• **Exercise requirements**: Work through the data line by line, gathering every line that has the word "code".

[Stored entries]
■ ■ ■ ■ ■ ■ ■

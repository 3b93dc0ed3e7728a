//! Document registry: the named documents each group owns

use std::sync::Arc;
use uuid::Uuid;

use crate::backend::error::BackendError;
use crate::backend::groups::MembershipGuard;
use crate::backend::store::{RelationalStore, StoreError};
use crate::shared::DocumentSummary;

pub const MAX_DOCUMENT_NAME_LEN: usize = 120;

pub struct DocumentRegistry {
    store: Arc<dyn RelationalStore>,
    guard: Arc<MembershipGuard>,
}

impl DocumentRegistry {
    pub fn new(store: Arc<dyn RelationalStore>, guard: Arc<MembershipGuard>) -> Self {
        Self { store, guard }
    }

    /// Any member may create; names are unique within the group
    pub async fn create_document(&self, user_id: Uuid, code: &str, name: &str) -> Result<DocumentSummary, BackendError> {
        let name = name.trim();
        let len = name.chars().count();
        if len == 0 || len > MAX_DOCUMENT_NAME_LEN {
            return Err(BackendError::validation(format!(
                "Document name must be between 1 and {} characters",
                MAX_DOCUMENT_NAME_LEN
            )));
        }
        let group = self.guard.authorize(user_id, code).await?;
        let record = self
            .store
            .create_document(group.id, name)
            .await
            .map_err(|e| match e {
                StoreError::AlreadyExists(_) => {
                    BackendError::conflict("A document with that name already exists in this group")
                }
                other => other.into(),
            })?;
        tracing::info!("[Collab] Document {} created in {}", record.id, group.code);
        Ok(record.into())
    }

    pub async fn list_documents(&self, user_id: Uuid, code: &str) -> Result<Vec<DocumentSummary>, BackendError> {
        let group = self.guard.authorize(user_id, code).await?;
        Ok(self
            .store
            .list_documents(group.id)
            .await?
            .into_iter()
            .map(DocumentSummary::from)
            .collect())
    }
}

■ ■ ■ ■ ■ ■ ■

• **Response to the exercise**:
    pub async fn create_document(&self, user_id: Uuid, code: &str, name: &str) -> Result<DocumentSummary, BackendError> {
        let group = self.guard.authorize(user_id, code).await?;
        tracing::info!("[Collab] Document {} created in {}", record.id, group.code);
    pub async fn list_documents(&self, user_id: Uuid, code: &str) -> Result<Vec<DocumentSummary>, BackendError> {
        let group = self.guard.authorize(user_id, code).await?;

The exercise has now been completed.